Gefühlte (Un)Gerechtigkeit
Die gefühlte Wirklichkeit stellt eine eigenständige Dimension der Realität dar. Von gefühlter Ungerechtigkeit spricht man, wenn die Menschen ihre persönlichen Lebensverhältnisse als ungerecht betrachten.Einleitung
Gefühlte Ungerechtigkeit[1] ist historisch gesehen kein neues gesellschaftliches Problem, es zieht aber zunehmend Aufmerksamkeit auf sich. Immer wieder rückt in den Blickpunkt der öffentlichen Beachtung, dass zwischen den von der breiten Bevölkerung gefühlten Lebensverhältnissen und dem, was Medien, Wissenschaftler, Manager und Politiker als Realität definieren, teilweise große Unterschiede bestehen. Ein markantes Beispiel ist die Gegenüberstellung der Einstellungen von Parlamentariern mit denen der Bürgerinnen und Bürger. Während die Parlamentarier die wirtschaftlichen Verhältnisse in Deutschland überwiegend als gerecht ansehen, werden diese von der Bevölkerung überwiegend als ungerecht betrachtet.[2]

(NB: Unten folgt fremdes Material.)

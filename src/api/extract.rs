use std::collections::HashMap;

use axum::{
    extract::{rejection::JsonRejection, FromRequest, Request},
    http::StatusCode,
    response::{IntoResponse, Response},
    Json,
};
use serde_json::{Map, Value};

use crate::api::errors::ApiError;

/// Raw JSON body, handed to a rule set before anything is deserialized
///
/// Parse failures become a 400 carrying the parser message. An oversized
/// body keeps its 413 status.
#[derive(Debug)]
pub struct JsonBody(pub Value);

impl<S> FromRequest<S> for JsonBody
where
    S: Send + Sync,
{
    type Rejection = Response;

    async fn from_request(req: Request, state: &S) -> Result<Self, Self::Rejection> {
        match Json::<Value>::from_request(req, state).await {
            Ok(Json(value)) => Ok(Self(value)),
            Err(rejection) => Err(reject(rejection)),
        }
    }
}

fn reject(rejection: JsonRejection) -> Response {
    if rejection.status() == StatusCode::PAYLOAD_TOO_LARGE {
        return rejection.into_response();
    }
    let message = match &rejection {
        JsonRejection::MissingJsonContentType(_) => {
            "Expected request with `Content-Type: application/json`".to_string()
        }
        other => other.body_text(),
    };
    ApiError::bad_request(message).into_response()
}

/// Query-string parameters as a JSON object of strings
pub fn query_value(params: HashMap<String, String>) -> Value {
    Value::Object(
        params
            .into_iter()
            .map(|(k, v)| (k, Value::String(v)))
            .collect::<Map<String, Value>>(),
    )
}
use std::collections::HashSet;

use anyhow::Context;
use clap::Parser;
use serde::de::DeserializeOwned;
use sqlx::postgres::PgPoolOptions;

use roomielab_api::entities::{collections, Design, FurnitureItem, Project, UserProfile};
use roomielab_api::infrastructure::persistence::PostgresDocumentStore;
use roomielab_api::ports::{Document, DocumentStore, Query};

/// Check stored documents against the entity shapes the API reads
#[derive(Parser)]
struct Cli {
    #[arg(long, env = "DATABASE_URL")]
    database_url: String,

    /// Delete documents that fail to decode
    #[arg(long)]
    fix: bool,
}

async fn check_collection<T: DeserializeOwned>(
    store: &PostgresDocumentStore,
    collection: &str,
    fix: bool,
) -> anyhow::Result<Vec<Document>> {
    let docs = store
        .query(collection, &Query::new())
        .await
        .with_context(|| format!("reading {}", collection))?;

    let mut valid = Vec::with_capacity(docs.len());
    let mut invalid = 0;
    for doc in docs {
        match doc.clone().into_entity::<T>() {
            Ok(_) => valid.push(doc),
            Err(e) => {
                invalid += 1;
                println!("{}/{}: {}", collection, doc.id, e);
                if fix {
                    store.delete(collection, &doc.id).await?;
                    println!("Deleted: {}/{}", collection, doc.id);
                }
            }
        }
    }

    println!(
        "{}: {} valid, {} invalid",
        collection,
        valid.len(),
        invalid
    );
    Ok(valid)
}

#[tokio::main]
async fn main() -> anyhow::Result<()> {
    let cli = Cli::parse();

    let pool = PgPoolOptions::new()
        .max_connections(5)
        .connect(&cli.database_url)
        .await
        .context("connecting to the document database")?;
    let store = PostgresDocumentStore::new(pool);

    check_collection::<UserProfile>(&store, collections::USERS, cli.fix).await?;
    check_collection::<FurnitureItem>(&store, collections::FURNITURE_ITEMS, cli.fix).await?;
    let projects = check_collection::<Project>(&store, collections::PROJECTS, cli.fix).await?;
    let designs = check_collection::<Design>(&store, collections::DESIGNS, cli.fix).await?;

    // Designs survive project deletion; list the ones left behind
    let project_ids: HashSet<&str> = projects.iter().map(|p| p.id.as_str()).collect();
    let orphans: Vec<&Document> = designs
        .iter()
        .filter(|d| {
            d.field("projectId")
                .and_then(|v| v.as_str())
                .is_some_and(|id| !project_ids.contains(id))
        })
        .collect();

    println!("Designs without a project: {}", orphans.len());
    for design in orphans {
        println!("designs/{}", design.id);
    }

    Ok(())
}
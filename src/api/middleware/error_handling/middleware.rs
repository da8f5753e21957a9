use std::sync::Arc;

use axum::{
    body::{to_bytes, Body, Bytes, HttpBody},
    extract::Request,
    http::{self, header, Method, Uri},
    response::Response,
    BoxError,
};
use serde_json::Value;

use super::config::ErrorHandlingConfig;
use super::sanitizers::ErrorSanitizer;
use super::utils::ErrorUtils;

/// Largest error body read back for inspection
const MAX_INSPECTED_BODY: usize = 64 * 1024;

/// Logs every error response and rewrites it into the JSON error envelope
#[derive(Clone)]
pub struct ErrorHandlingLayer {
    config: Arc<ErrorHandlingConfig>,
}

impl ErrorHandlingLayer {
    pub fn new(config: ErrorHandlingConfig) -> Self {
        Self {
            config: Arc::new(config),
        }
    }
}

impl<S> tower::Layer<S> for ErrorHandlingLayer {
    type Service = ErrorHandlingService<S>;

    fn layer(&self, inner: S) -> Self::Service {
        ErrorHandlingService {
            inner,
            config: Arc::clone(&self.config),
        }
    }
}

/// Error handling service wrapper
#[derive(Clone)]
pub struct ErrorHandlingService<S> {
    inner: S,
    config: Arc<ErrorHandlingConfig>,
}

impl<S, B> tower::Service<Request> for ErrorHandlingService<S>
where
    S: tower::Service<Request, Response = http::Response<B>> + Clone + Send + 'static,
    S::Future: Send + 'static,
    S::Error: Send + 'static,
    B: HttpBody<Data = Bytes> + Send + 'static,
    B::Error: Into<BoxError>,
{
    type Response = Response;
    type Error = S::Error;
    type Future = std::pin::Pin<
        Box<dyn std::future::Future<Output = Result<Self::Response, Self::Error>> + Send>,
    >;

    fn poll_ready(
        &mut self,
        cx: &mut std::task::Context<'_>,
    ) -> std::task::Poll<Result<(), Self::Error>> {
        self.inner.poll_ready(cx)
    }

    fn call(&mut self, req: Request) -> Self::Future {
        let clone = self.inner.clone();
        let mut inner = std::mem::replace(&mut self.inner, clone);
        let config = Arc::clone(&self.config);

        Box::pin(async move {
            let uri = req.uri().clone();
            let method = req.method().clone();

            let response = inner.call(req).await?.map(Body::new);
            let status = response.status();
            if !status.is_client_error() && !status.is_server_error() {
                return Ok(response);
            }

            ErrorUtils::log_error(status, &uri, &method, &config);
            Ok(normalize(response, &uri, &method, &config).await)
        })
    }
}

fn is_json(response: &Response) -> bool {
    response
        .headers()
        .get(header::CONTENT_TYPE)
        .and_then(|v| v.to_str().ok())
        .is_some_and(|ct| ct.starts_with("application/json"))
}

/// 5xx bodies become opaque; non-JSON 4xx bodies from the framework are wrapped
async fn normalize(
    response: Response,
    uri: &Uri,
    method: &Method,
    config: &ErrorHandlingConfig,
) -> Response {
    let status = response.status();
    let json = is_json(&response);
    if status.is_client_error() && json {
        return response;
    }

    let (parts, body) = response.into_parts();
    let bytes = match to_bytes(body, MAX_INSPECTED_BODY).await {
        Ok(bytes) => bytes,
        Err(e) => {
            tracing::debug!(method = %method, path = %uri.path(), error = %e, "Unreadable error body");
            Default::default()
        }
    };

    if status.is_server_error() {
        let detail = if config.include_debug_info {
            let raw = if json {
                serde_json::from_slice::<Value>(&bytes)
                    .ok()
                    .and_then(|v| v.get("detail").and_then(Value::as_str).map(String::from))
            } else {
                Some(String::from_utf8_lossy(&bytes).trim().to_string())
            };
            raw.filter(|d| !d.is_empty())
                .map(|d| ErrorSanitizer::sanitize_error_message(&d, config))
        } else {
            None
        };
        return ErrorSanitizer::create_error_response(status, "Internal server error", detail);
    }

    let text = String::from_utf8_lossy(&bytes).trim().to_string();
    let message = if text.is_empty() {
        status.canonical_reason().unwrap_or("Request failed").to_string()
    } else {
        text
    };

    let mut wrapped = ErrorSanitizer::create_error_response(status, &message, None);
    for (name, value) in parts.headers.iter() {
        if name != header::CONTENT_TYPE && name != header::CONTENT_LENGTH {
            wrapped.headers_mut().insert(name.clone(), value.clone());
        }
    }
    wrapped
}

#[cfg(test)]
mod tests {
    use super::*;
    use crate::api::errors::ApiError;
    use axum::body::Body;
    use axum::http::StatusCode;
    use axum::response::IntoResponse;
    use std::convert::Infallible;
    use tower::{Layer, ServiceExt};

    async fn run(config: ErrorHandlingConfig, response: fn() -> Response) -> (StatusCode, Value) {
        let service = ErrorHandlingLayer::new(config).layer(tower::service_fn(
            move |_req: Request| async move { Ok::<_, Infallible>(response()) },
        ));
        let response = service
            .oneshot(Request::new(Body::empty()))
            .await
            .unwrap();
        let status = response.status();
        let bytes = to_bytes(response.into_body(), usize::MAX).await.unwrap();
        (status, serde_json::from_slice(&bytes).unwrap())
    }

    #[tokio::test]
    async fn test_production_hides_internal_detail() {
        let (status, body) = run(ErrorHandlingConfig::for_environment(true), || {
            ApiError::internal("Document not found: users/u1").into_response()
        })
        .await;

        assert_eq!(status, StatusCode::INTERNAL_SERVER_ERROR);
        assert_eq!(body["error"], "Internal server error");
        assert_eq!(body["success"], false);
        assert!(body.get("detail").is_none());
    }

    #[tokio::test]
    async fn test_development_keeps_detail() {
        let (_, body) = run(ErrorHandlingConfig::for_environment(false), || {
            ApiError::internal("Database pool unavailable").into_response()
        })
        .await;
        assert_eq!(body["detail"], "Database pool unavailable");
    }

    #[tokio::test]
    async fn test_plain_text_panic_body_is_wrapped() {
        let (status, body) = run(ErrorHandlingConfig::for_environment(false), || {
            (StatusCode::INTERNAL_SERVER_ERROR, "handler panicked").into_response()
        })
        .await;
        assert_eq!(status, StatusCode::INTERNAL_SERVER_ERROR);
        assert_eq!(body["detail"], "handler panicked");
    }

    #[tokio::test]
    async fn test_framework_rejection_gets_envelope() {
        let (status, body) = run(ErrorHandlingConfig::default(), || {
            StatusCode::METHOD_NOT_ALLOWED.into_response()
        })
        .await;
        assert_eq!(status, StatusCode::METHOD_NOT_ALLOWED);
        assert_eq!(body["error"], "Method Not Allowed");
    }

    #[tokio::test]
    async fn test_json_client_errors_pass_through() {
        let (status, body) = run(ErrorHandlingConfig::default(), || {
            ApiError::not_found("Project not found").into_response()
        })
        .await;
        assert_eq!(status, StatusCode::NOT_FOUND);
        assert_eq!(body["error"], "Project not found");
    }
}
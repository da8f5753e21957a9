use axum::{
    extract::{Path, State},
    response::Json,
    Extension,
};
use serde::Serialize;
use utoipa::ToSchema;

use crate::api::errors::ApiError;
use crate::api::extract::JsonBody;
use crate::api::middleware::input_sanitization::rule_sets::FAVORITE_ADD;
use crate::api::response::{ApiResponse, MessageResponse};
use crate::api::router::AppState;
use crate::application::dto::ItemRequest;
use crate::domain::authorization::Identity;
use crate::domain::entities::FurnitureItem;

#[derive(Serialize, ToSchema)]
#[serde(rename_all = "camelCase")]
pub struct FavoriteStatus {
    pub is_favorite: bool,
}

/// GET /api/favorites
#[utoipa::path(
    get,
    path = "/api/favorites",
    tag = "favorites",
    security(("bearer_auth" = [])),
    responses((status = 200, description = "Favorited catalog items, newest first", body = ApiResponse<Vec<FurnitureItem>>))
)]
pub async fn list_favorites_handler(
    State(state): State<AppState>,
    Extension(caller): Extension<Identity>,
) -> Result<Json<ApiResponse<Vec<FurnitureItem>>>, ApiError> {
    Ok(ApiResponse::data(state.favorites.list(&caller.uid).await?))
}

/// POST /api/favorites
#[utoipa::path(
    post,
    path = "/api/favorites",
    tag = "favorites",
    security(("bearer_auth" = [])),
    request_body = ItemRequest,
    responses(
        (status = 200, description = "Added to favorites", body = MessageResponse),
        (status = 400, description = "Validation failed"),
        (status = 404, description = "Item not found")
    )
)]
pub async fn add_favorite_handler(
    State(state): State<AppState>,
    Extension(caller): Extension<Identity>,
    JsonBody(body): JsonBody,
) -> Result<Json<MessageResponse>, ApiError> {
    let request: ItemRequest = state.validator.validate(&FAVORITE_ADD, &body)?;
    state.favorites.add(&caller.uid, &request.item_id).await?;
    Ok(MessageResponse::new("Added to favorites"))
}

/// DELETE /api/favorites/{itemId}
#[utoipa::path(
    delete,
    path = "/api/favorites/{itemId}",
    tag = "favorites",
    security(("bearer_auth" = [])),
    params(("itemId" = String, Path, description = "Furniture item id")),
    responses((status = 200, description = "Removed from favorites", body = MessageResponse))
)]
pub async fn remove_favorite_handler(
    State(state): State<AppState>,
    Extension(caller): Extension<Identity>,
    Path(item_id): Path<String>,
) -> Result<Json<MessageResponse>, ApiError> {
    state.validator.validate_path_id(&item_id, "itemId")?;
    state.favorites.remove(&caller.uid, &item_id).await?;
    Ok(MessageResponse::new("Removed from favorites"))
}

/// GET /api/favorites/check/{itemId}
#[utoipa::path(
    get,
    path = "/api/favorites/check/{itemId}",
    tag = "favorites",
    security(("bearer_auth" = [])),
    params(("itemId" = String, Path, description = "Furniture item id")),
    responses((status = 200, description = "Favorite flag", body = ApiResponse<FavoriteStatus>))
)]
pub async fn check_favorite_handler(
    State(state): State<AppState>,
    Extension(caller): Extension<Identity>,
    Path(item_id): Path<String>,
) -> Result<Json<ApiResponse<FavoriteStatus>>, ApiError> {
    state.validator.validate_path_id(&item_id, "itemId")?;
    let is_favorite = state.favorites.is_favorite(&caller.uid, &item_id).await?;
    Ok(ApiResponse::data(FavoriteStatus { is_favorite }))
}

Ist durch solche fundamental verschiedene Sichtweisen auf die gesellschaftliche Realität die normative Homogenität der Gesellschaft gefährdet? Die Hypothese der meisten Sozialwissenschaftler ist, dass eine Gesellschaft ihre Integrationskraft nur aufrechterhalten kann, wenn ein großer Anteil der Menschen glaubt, dass es gerecht zugeht.
Die gefühlte Wirklichkeit der Bevölkerung bildet eine eigenständige Dimension der Realität. Man findet sie als "gefühlte Inflation", "gefühlte Temperatur", "gefühlten sozialen Status", "gefühlte Ungerechtigkeit" und in weiteren Dimensionen. Es ist ziemlich belanglos, ob ihr die "offizielle" Realität in irgendeiner Form entspricht. Vielmehr hat sie ihre eigenen Strukturen, ihre eigene Dynamik und ihre eigenen sozialen Auswirkungen auf die gesellschaftliche Entwicklung.[3]